When market volatility drops to a very low level it is often difficult to evaluate the efficacy of Pinnacle portfolio construction. We think we are well diversified and that “defensive” investments will act…well….defensively. Unfortunately, when cyclical stocks take the lead as they have over the past 9 months, and when the broad market is well above its historical average length of time without a five percent decline, it presents a problem in evaluating our risk management strategy in real time. The stock market has exhibited signs of making a short-term top of late, and intraday market volatility seems to be picking up.
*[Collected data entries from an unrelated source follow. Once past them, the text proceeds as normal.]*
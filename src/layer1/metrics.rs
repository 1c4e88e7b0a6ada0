//! Absorption metrics over a rolling trade window

use crate::config::{Layer1ThresholdConfig, Layer1Weights};
use crate::types::{clamp01, AbsorptionBreakdown, Direction, OrderBookTick, TradeTick};

/// Floor applied to a direction's CVD score on hidden divergence
const HIDDEN_DIVERGENCE_FLOOR: f64 = 0.6;
/// Added to the blended score on hidden divergence
const HIDDEN_DIVERGENCE_BONUS: f64 = 0.1;

/// Buyer-maker trades were seller-aggressive and count negative
pub fn signed_notional(trade: &TradeTick) -> f64 {
    if trade.is_buyer_maker {
        -trade.notional()
    } else {
        trade.notional()
    }
}

fn scaled(value: f64, scale: f64) -> f64 {
    if scale > 0.0 {
        clamp01(value.max(0.0) / scale)
    } else {
        0.0
    }
}

#[derive(Debug, Clone, Copy, PartialEq, Default)]
pub struct WhaleFlow {
    pub long: f64,
    pub short: f64,
    pub net_flow_usd: f64,
}

pub fn compute_whale_net_flow_scores(trades: &[TradeTick], min_notional: f64, scale_usd: f64) -> WhaleFlow {
    let net_flow_usd: f64 = trades
        .iter()
        .filter(|t| t.notional() >= min_notional)
        .map(signed_notional)
        .sum();
    WhaleFlow {
        long: scaled(net_flow_usd, scale_usd),
        short: scaled(-net_flow_usd, scale_usd),
        net_flow_usd,
    }
}

#[derive(Debug, Clone, Copy, PartialEq, Default)]
pub struct TwapUniformity {
    pub long: f64,
    pub short: f64,
    /// Coefficient of variation of whale inter-arrival times
    pub interval_cv: Option<f64>,
    pub whale_count: usize,
}

pub fn compute_twap_uniformity_scores(trades: &[TradeTick], min_notional: f64, cv_limit: f64) -> TwapUniformity {
    let mut whales: Vec<&TradeTick> = trades.iter().filter(|t| t.notional() >= min_notional).collect();
    let whale_count = whales.len();
    let empty = TwapUniformity {
        whale_count,
        ..Default::default()
    };
    if whale_count < 3 {
        return empty;
    }

    whales.sort_by_key(|t| t.ts_ms);
    let intervals: Vec<f64> = whales
        .windows(2)
        .map(|pair| (pair[1].ts_ms - pair[0].ts_ms) as f64 / 1000.0)
        .collect();
    let mean = intervals.iter().sum::<f64>() / intervals.len() as f64;
    if mean <= 0.0 {
        return empty;
    }
    let variance = intervals.iter().map(|v| (v - mean).powi(2)).sum::<f64>() / intervals.len() as f64;
    let cv = variance.sqrt() / mean;

    let uniformity = if cv_limit > 0.0 { clamp01(1.0 - cv / cv_limit) } else { 0.0 };
    let buy_aggressive = whales.iter().filter(|t| !t.is_buyer_maker).count();
    let buy_share = buy_aggressive as f64 / whale_count as f64;

    TwapUniformity {
        long: uniformity * buy_share,
        short: uniformity * (1.0 - buy_share),
        interval_cv: Some(cv),
        whale_count,
    }
}

#[derive(Debug, Clone, Copy, PartialEq, Default)]
pub struct CvdScores {
    pub long: f64,
    pub short: f64,
    pub delta_usd: f64,
    pub price_delta_pct: f64,
    /// Price up while CVD is down
    pub hidden_long: bool,
    /// Price down while CVD is up
    pub hidden_short: bool,
}

pub fn compute_cvd_scores(trades: &[TradeTick], cvd_scale_usd: f64) -> CvdScores {
    if trades.len() < 2 {
        return CvdScores::default();
    }
    let mut ordered: Vec<&TradeTick> = trades.iter().collect();
    ordered.sort_by_key(|t| t.ts_ms);

    let delta_usd: f64 = ordered.iter().map(|t| signed_notional(t)).sum();
    let start = ordered[0].price;
    let end = ordered[ordered.len() - 1].price;
    let price_delta_pct = if start > 0.0 { end / start - 1.0 } else { 0.0 };

    let hidden_long = price_delta_pct > 0.0 && delta_usd < 0.0;
    let hidden_short = price_delta_pct < 0.0 && delta_usd > 0.0;

    let mut long = scaled(delta_usd, cvd_scale_usd);
    let mut short = scaled(-delta_usd, cvd_scale_usd);
    if hidden_long {
        long = long.max(HIDDEN_DIVERGENCE_FLOOR);
    }
    if hidden_short {
        short = short.max(HIDDEN_DIVERGENCE_FLOOR);
    }

    CvdScores {
        long,
        short,
        delta_usd,
        price_delta_pct,
        hidden_long,
        hidden_short,
    }
}

pub fn compute_stablecoin_inflow_score(inflow_usd: f64, scale_usd: f64) -> f64 {
    scaled(inflow_usd, scale_usd)
}

#[derive(Debug, Clone, Copy, PartialEq, Default)]
pub struct OrderbookImbalance {
    pub long: f64,
    pub short: f64,
    pub average: Option<f64>,
    pub tick_count: usize,
}

/// Mean top-of-book quantity imbalance; ticks with no size are ignored
pub fn compute_orderbook_imbalance(books: &[OrderBookTick]) -> OrderbookImbalance {
    let imbalances: Vec<f64> = books
        .iter()
        .filter(|b| b.bid_qty + b.ask_qty > 0.0)
        .map(|b| (b.bid_qty - b.ask_qty) / (b.bid_qty + b.ask_qty))
        .collect();
    if imbalances.is_empty() {
        return OrderbookImbalance {
            tick_count: books.len(),
            ..Default::default()
        };
    }
    let average = imbalances.iter().sum::<f64>() / imbalances.len() as f64;
    OrderbookImbalance {
        long: clamp01(average.max(0.0)),
        short: clamp01((-average).max(0.0)),
        average: Some(average),
        tick_count: books.len(),
    }
}

pub fn compute_absorption_score(breakdown: &AbsorptionBreakdown, direction: Direction, weights: &Layer1Weights) -> f64 {
    let [whale, twap, cvd, stablecoin] = breakdown.for_direction(direction);
    let mut score = weights.whale_net_flow * whale
        + weights.twap_uniformity * twap
        + weights.cvd * cvd
        + weights.stablecoin_inflow * stablecoin;
    if breakdown.hidden_divergence(direction) {
        score += HIDDEN_DIVERGENCE_BONUS;
    }
    clamp01(score)
}

/// Hidden divergence counts as one extra component hit
pub fn passes_absorption_gate(
    breakdown: &AbsorptionBreakdown,
    direction: Direction,
    score: f64,
    thresholds: &Layer1ThresholdConfig,
) -> bool {
    if score < thresholds.score_threshold {
        return false;
    }
    let mut hits = breakdown
        .for_direction(direction)
        .iter()
        .filter(|c| **c >= thresholds.component_threshold)
        .count();
    if breakdown.hidden_divergence(direction) {
        hits += 1;
    }
    hits >= thresholds.min_component_hits
}

#[cfg(test)]
mod tests {
    use super::*;

    fn trade(ts_ms: i64, price: f64, quantity: f64, is_buyer_maker: bool) -> TradeTick {
        TradeTick {
            exchange: "binance".to_string(),
            symbol: "BTCUSDT".to_string(),
            price,
            quantity,
            is_buyer_maker,
            ts_ms,
        }
    }

    fn book(bid_qty: f64, ask_qty: f64) -> OrderBookTick {
        OrderBookTick {
            exchange: "binance".to_string(),
            symbol: "BTCUSDT".to_string(),
            bid_price: 10_000.0,
            bid_qty,
            ask_price: 10_001.0,
            ask_qty,
            ts_ms: 1,
        }
    }

    #[test]
    fn test_whale_net_flow_is_directional() {
        let trades = [
            trade(1, 10_000.0, 20.0, false),
            trade(2, 10_000.0, 15.0, false),
            trade(3, 10_000.0, 5.0, true),
        ];
        let flow = compute_whale_net_flow_scores(&trades, 100_000.0, 200_000.0);
        // The 50k sell is below the whale floor
        assert_eq!(flow.net_flow_usd, 350_000.0);
        assert_eq!(flow.long, 1.0);
        assert_eq!(flow.short, 0.0);
    }

    #[test]
    fn test_twap_prefers_uniform_buy_program() {
        let trades: Vec<TradeTick> = (1..=4)
            .map(|i| trade(i * 1_000, 10_000.0 + i as f64 * 10.0, 20.0, false))
            .collect();
        let twap = compute_twap_uniformity_scores(&trades, 100_000.0, 0.35);
        assert_eq!(twap.whale_count, 4);
        assert_eq!(twap.interval_cv, Some(0.0));
        assert!(twap.long > 0.9);
        assert_eq!(twap.short, 0.0);

        let sparse = compute_twap_uniformity_scores(&trades[..2], 100_000.0, 0.35);
        assert_eq!(sparse.interval_cv, None);
        assert_eq!(sparse.whale_count, 2);
    }

    #[test]
    fn test_cvd_hidden_divergence_sets_long_flag() {
        let trades = [
            trade(1_000, 10_000.0, 10.0, true),
            trade(2_000, 10_050.0, 10.0, true),
            trade(3_000, 10_100.0, 10.0, true),
        ];
        let cvd = compute_cvd_scores(&trades, 2_000_000.0);
        assert!(cvd.delta_usd < 0.0);
        assert!(cvd.price_delta_pct > 0.0);
        assert!(cvd.hidden_long);
        assert!(!cvd.hidden_short);
        assert!(cvd.long >= 0.6);
        assert!(cvd.short > 0.0);
    }

    #[test]
    fn test_absorption_gate() {
        let thresholds = Layer1ThresholdConfig::default();
        let weights = Layer1Weights::default();
        let breakdown = AbsorptionBreakdown {
            whale_net_flow_long: 1.0,
            twap_uniformity_long: 1.0,
            cvd_long: 1.0,
            ..Default::default()
        };
        let score = compute_absorption_score(&breakdown, Direction::Long, &weights);
        assert!(score > thresholds.score_threshold);
        assert!(passes_absorption_gate(&breakdown, Direction::Long, score, &thresholds));

        let short_score = compute_absorption_score(&breakdown, Direction::Short, &weights);
        assert_eq!(short_score, 0.0);
        assert!(!passes_absorption_gate(&breakdown, Direction::Short, short_score, &thresholds));
    }

    #[test]
    fn test_hidden_divergence_bonus_and_extra_hit() {
        let thresholds = Layer1ThresholdConfig {
            score_threshold: 0.25,
            ..Default::default()
        };
        let breakdown = AbsorptionBreakdown {
            cvd_long: 0.6,
            hidden_divergence_long: true,
            ..Default::default()
        };
        let score = compute_absorption_score(&breakdown, Direction::Long, &Layer1Weights::default());
        assert!((score - (0.30 * 0.6 + 0.1)).abs() < 1e-9);
        // One strong component plus the divergence hit reaches two
        assert!(passes_absorption_gate(&breakdown, Direction::Long, score, &thresholds));

        // Same breakdown, stricter score gate
        let strict = Layer1ThresholdConfig {
            score_threshold: 0.3,
            ..Default::default()
        };
        assert!(!passes_absorption_gate(&breakdown, Direction::Long, score, &strict));
    }

    #[test]
    fn test_single_component_without_divergence_misses_hits() {
        let thresholds = Layer1ThresholdConfig {
            score_threshold: 0.1,
            ..Default::default()
        };
        let breakdown = AbsorptionBreakdown {
            cvd_long: 0.6,
            ..Default::default()
        };
        let score = compute_absorption_score(&breakdown, Direction::Long, &Layer1Weights::default());
        assert!((score - 0.18).abs() < 1e-9);
        assert!(!passes_absorption_gate(&breakdown, Direction::Long, score, &thresholds));
    }

    #[test]
    fn test_orderbook_imbalance_is_directional() {
        let imbalance = compute_orderbook_imbalance(&[book(120.0, 80.0), book(130.0, 70.0)]);
        assert_eq!(imbalance.tick_count, 2);
        assert!((imbalance.average.unwrap() - 0.25).abs() < 1e-9);
        assert!(imbalance.long > imbalance.short);

        let empty = compute_orderbook_imbalance(&[book(0.0, 0.0)]);
        assert_eq!(empty.average, None);
        assert_eq!(empty.tick_count, 1);
    }
}
// Copyright (c) 2025 Steve Wagner (ciroque@live.com)
// SPDX-License-Identifier: MIT

//! Errors for pipeline construction and stage instantiation.

use thiserror::Error;

use super::GraphValidationError;

#[derive(Debug, Error)]
pub enum BuildError {
    #[error(transparent)]
    Graph(#[from] GraphValidationError),

    #[error("Unknown stage type '{type_id}' for stage '{stage}'")]
    UnknownStageType { stage: String, type_id: String },

    #[error("Invalid configuration for stage '{stage}': {reason}")]
    StageConfig { stage: String, reason: String },
}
The S&P 500 has only declined by 1.53% from February 18th to last Friday’s close, but it does give us at least some opportunity to see what, if anything, is working in our defensive allocations.
The answer is that the defensives are “doing their thing.” They are performing “as advertised.” They are working “like clockwork.” In other words, so far so good in terms of this particularly short bout of market indigestion. First let’s look at the defensive equity positions we own for the same period. While the broad market is down 1.53%, utilities are up +0.31%, consumer staples are down 0.74%, and health care industries are doing fine on a relative basis as biotech is down 0.79%, medial devices are down 0.17%, and health care providers are actually up +1.79%. Our defensive international funds are also doing relatively well. First Eagle Overseas fund is +0.22%. Our alternative asset classes are performing heroically of late as gold positions (GLD and IAU) are up +2.91% and 2.8% respectively. Diversified commodities (UCI) are up 3.41%. As might be expected, our fixed income positions are doing quite well relative to stocks across the board. The 20-year Treasury Bond ETF (TLT) is +1.35% since February 18th.
Whenever market volatility picks up we take a deep breath and hope that our managed strategies deliver the low volatility we hope for as a diversification to our broad equity exposure. Once again, so far the news is good. The Merger Fund is up +0.06%, TFS Market Neutral is +0.65%, and the Hussman Strategic Growth Fund is +1.09%. We will continue to closely monitor the performance of the hedges in our portfolio as we dance with the possibility of (perish the thought) a market correction. So far it’s all working like clockwork.